Maybe that's not a bad idea. Things were just so much better when he was gone, he wasn't even a thought in my mind. It was funny because at one point in the texts he said something to my sisters and I to the affect of "Just forget I ever existed and you came from nowhere." I'm thinking to myself, welcome to the last 10 years! But anyway. Maybe a few sessions wouldn't be a bad idea.

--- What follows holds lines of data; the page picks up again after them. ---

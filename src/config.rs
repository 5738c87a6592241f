//! Options consumed by the resolution engine.
//!
//! The engine receives a [`GraphConfig`] by value and never reads
//! configuration files itself; [`GraphConfig::from_file`] exists for callers
//! such as the command-line tool.

use std::collections::BTreeMap;
use std::path::Path;

use regex::Regex;
use serde::{Deserialize, Serialize};

use crate::error::ConfigError;
use crate::loader::load_document_file;

/// Labels used for the cardinality of non-array properties.
#[derive(Debug, Clone, PartialEq, Eq, Serialize, Deserialize)]
#[serde(default)]
pub struct CardinalityLabels {
    pub exactly_one: String,
    pub zero_or_one: String,
}

impl Default for CardinalityLabels {
    fn default() -> Self {
        Self {
            exactly_one: "1".to_string(),
            zero_or_one: "0..1".to_string(),
        }
    }
}

/// Configuration for graph construction.
#[derive(Debug, Clone, PartialEq, Eq, Serialize, Deserialize)]
#[serde(default)]
pub struct GraphConfig {
    /// Pull properties of `allOf` supertypes into a node as visible
    /// inherited properties.
    pub include_inherited: bool,
    /// Follow `$ref` branches of `allOf` when building a node: records the
    /// inheritance and, with `include_inherited`, pulls supertype properties.
    pub expand_all_properties_from_allofs: bool,
    /// Merge the flattened `allOf` ancestry into the resource's own
    /// property map.
    pub flatten_inheritance: bool,
    /// Do not add discriminator-mapped subtypes to the graph.
    pub exclude_resources_from_discriminators: bool,
    /// Render `$ref`s in type signatures as the target's own signature rather
    /// than `"Type [min..max]"`.
    pub compress_custom_types: bool,
    /// Regex removed from type names. Empty disables stripping.
    pub prefix_to_remove: String,
    pub prefix_replacement: String,
    pub format_to_type: BTreeMap<String, String>,
    /// Rewrites for plain `type` values.
    pub type_mapping: BTreeMap<String, String>,
    pub cardinality: CardinalityLabels,
    /// Type names always treated as simple.
    pub simple_types: Vec<String>,
    /// Name suffixes that mark a type as simple.
    pub simple_endings: Vec<String>,
    /// Property names for which missing type information is not reported.
    pub special_properties: Vec<String>,
}

impl Default for GraphConfig {
    fn default() -> Self {
        Self {
            include_inherited: true,
            expand_all_properties_from_allofs: true,
            flatten_inheritance: false,
            exclude_resources_from_discriminators: false,
            compress_custom_types: true,
            prefix_to_remove: String::new(),
            prefix_replacement: String::new(),
            format_to_type: BTreeMap::from([
                ("date-time".to_string(), "DateTime".to_string()),
                ("date".to_string(), "Date".to_string()),
            ]),
            type_mapping: BTreeMap::new(),
            cardinality: CardinalityLabels::default(),
            simple_types: Vec::new(),
            simple_endings: Vec::new(),
            special_properties: Vec::new(),
        }
    }
}

impl GraphConfig {
    /// Read a configuration from a JSON or YAML file. Missing keys take their
    /// defaults.
    pub fn from_file(path: &Path) -> Result<Self, ConfigError> {
        let value = load_document_file(path)?;
        serde_json::from_value(value).map_err(|source| ConfigError::InvalidConfig {
            locator: path.display().to_string(),
            source,
        })
    }

    pub fn include_inherited(mut self, include: bool) -> Self {
        self.include_inherited = include;
        self
    }

    pub fn expand_all_properties_from_allofs(mut self, expand: bool) -> Self {
        self.expand_all_properties_from_allofs = expand;
        self
    }

    pub fn flatten_inheritance(mut self, flatten: bool) -> Self {
        self.flatten_inheritance = flatten;
        self
    }

    pub fn exclude_resources_from_discriminators(mut self, exclude: bool) -> Self {
        self.exclude_resources_from_discriminators = exclude;
        self
    }

    pub fn compress_custom_types(mut self, compress: bool) -> Self {
        self.compress_custom_types = compress;
        self
    }

    /// Set the prefix regex and its replacement.
    pub fn prefix(mut self, pattern: impl Into<String>, replacement: impl Into<String>) -> Self {
        self.prefix_to_remove = pattern.into();
        self.prefix_replacement = replacement.into();
        self
    }

    pub fn map_format(mut self, format: impl Into<String>, type_name: impl Into<String>) -> Self {
        self.format_to_type.insert(format.into(), type_name.into());
        self
    }

    pub fn map_type(mut self, json_type: impl Into<String>, type_name: impl Into<String>) -> Self {
        self.type_mapping.insert(json_type.into(), type_name.into());
        self
    }

    pub fn cardinality_labels(
        mut self,
        exactly_one: impl Into<String>,
        zero_or_one: impl Into<String>,
    ) -> Self {
        self.cardinality = CardinalityLabels {
            exactly_one: exactly_one.into(),
            zero_or_one: zero_or_one.into(),
        };
        self
    }

    /// Compile the prefix rule.
    ///
    /// # Errors
    ///
    /// Returns `ConfigError::InvalidPrefixPattern` if `prefix_to_remove` is not
    /// a valid regex.
    pub fn prefix_rule(&self) -> Result<PrefixRule, ConfigError> {
        if self.prefix_to_remove.is_empty() {
            return Ok(PrefixRule::default());
        }
        let regex =
            Regex::new(&self.prefix_to_remove).map_err(|source| ConfigError::InvalidPrefixPattern {
                pattern: self.prefix_to_remove.clone(),
                source,
            })?;
        Ok(PrefixRule {
            regex: Some(regex),
            replacement: self.prefix_replacement.clone(),
        })
    }
}

/// Compiled prefix-stripping rule.
#[derive(Debug, Clone, Default)]
pub struct PrefixRule {
    regex: Option<Regex>,
    replacement: String,
}

impl PrefixRule {
    pub fn is_active(&self) -> bool {
        self.regex.is_some()
    }

    pub fn strip(&self, name: &str) -> String {
        match &self.regex {
            Some(regex) => regex
                .replace_all(name, regex::NoExpand(&self.replacement))
                .into_owned(),
            None => name.to_string(),
        }
    }
}

#[cfg(test)]
mod tests {
    use super::*;
    use std::io::Write;
    use tempfile::NamedTempFile;

    #[test]
    fn defaults() {
        let config = GraphConfig::default();
        assert!(config.include_inherited);
        assert!(config.expand_all_properties_from_allofs);
        assert!(!config.flatten_inheritance);
        assert!(!config.exclude_resources_from_discriminators);
        assert_eq!(config.cardinality.exactly_one, "1");
        assert_eq!(config.cardinality.zero_or_one, "0..1");
        assert_eq!(config.format_to_type["date-time"], "DateTime");
    }

    #[test]
    fn builder_methods() {
        let config = GraphConfig::default()
            .include_inherited(false)
            .flatten_inheritance(true)
            .map_type("integer", "Integer")
            .cardinality_labels("1..1", "0..1");
        assert!(!config.include_inherited);
        assert!(config.flatten_inheritance);
        assert_eq!(config.type_mapping["integer"], "Integer");
        assert_eq!(config.cardinality.exactly_one, "1..1");
    }

    #[test]
    fn from_file_fills_defaults() {
        let mut file = NamedTempFile::new().unwrap();
        writeln!(file, "include_inherited: false\nprefix_to_remove: '^TMF'").unwrap();

        let config = GraphConfig::from_file(file.path()).unwrap();
        assert!(!config.include_inherited);
        assert_eq!(config.prefix_to_remove, "^TMF");
        assert!(config.expand_all_properties_from_allofs);
        assert_eq!(config.cardinality, CardinalityLabels::default());
    }

    #[test]
    fn from_file_rejects_wrong_types() {
        let mut file = NamedTempFile::new().unwrap();
        writeln!(file, r#"{{"include_inherited": "yes"}}"#).unwrap();

        let result = GraphConfig::from_file(file.path());
        assert!(matches!(result, Err(ConfigError::InvalidConfig { .. })));
    }

    #[test]
    fn prefix_rule_strips_matches() {
        let rule = GraphConfig::default().prefix("^TMF\\d*_", "").prefix_rule().unwrap();
        assert!(rule.is_active());
        assert_eq!(rule.strip("TMF620_Catalog"), "Catalog");
        assert_eq!(rule.strip("Catalog"), "Catalog");

        let inactive = GraphConfig::default().prefix_rule().unwrap();
        assert_eq!(inactive.strip("TMF620_Catalog"), "TMF620_Catalog");
    }

    #[test]
    fn prefix_rule_invalid_pattern() {
        let result = GraphConfig::default().prefix("(", "").prefix_rule();
        assert!(matches!(result, Err(ConfigError::InvalidPrefixPattern { .. })));
    }
}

Also just to point out - DH and I do not have the money to help him even if we wanted to. I'm not being cruel just for the sake of it. My sister is very well off but I don't blame her for not helping him any more than she has - he still owes her $500 from the last time she dug him out of a hole.
Anonymous
Interesting. My father didn't leave but out lived my mother (who held everything together). After moms death dad did fine for a while then he began asking his kids for money instead of selling multiple properties he owned and wanted to leave for us kids. At the time my husband and I were just starting out and trying to save for a house. I sent him a little for a while but one day had to say no because we were trying to buy our first home. Didn't hear from my dad much after that phone call. He passed in '99 - no regrets here as I really did not have the means to financially support him. He eventually started liquidating.
Anonymous
If he can't even congratulate you on the pregnancy, I would take that as my cue to completely disengage. You don't need to be contacted solely as some kind of benefactor - because clearly you'd never get any "loans" back. You can block his number so you don't get his texts anymore. The PP brings up an alarming posibility - maybe consult a lawyer to protect your assets. If you can shift things in your husband's name, that might help.
Anonymous
OP,

Congratulations on your baby news! I'm sorry that your father sucks. I have two family members who are similar to what you describe. One, I limit contact with (fortunately he lives far away) but every conversation always goes back to how "hard" his life is (he has never made any effort to meet my kids). Two, the other one, will send dramatic texts like you describe. I ignore that one completely. I know it's not easy, but you need to concentrate on your current life. Don't let your father pull you in.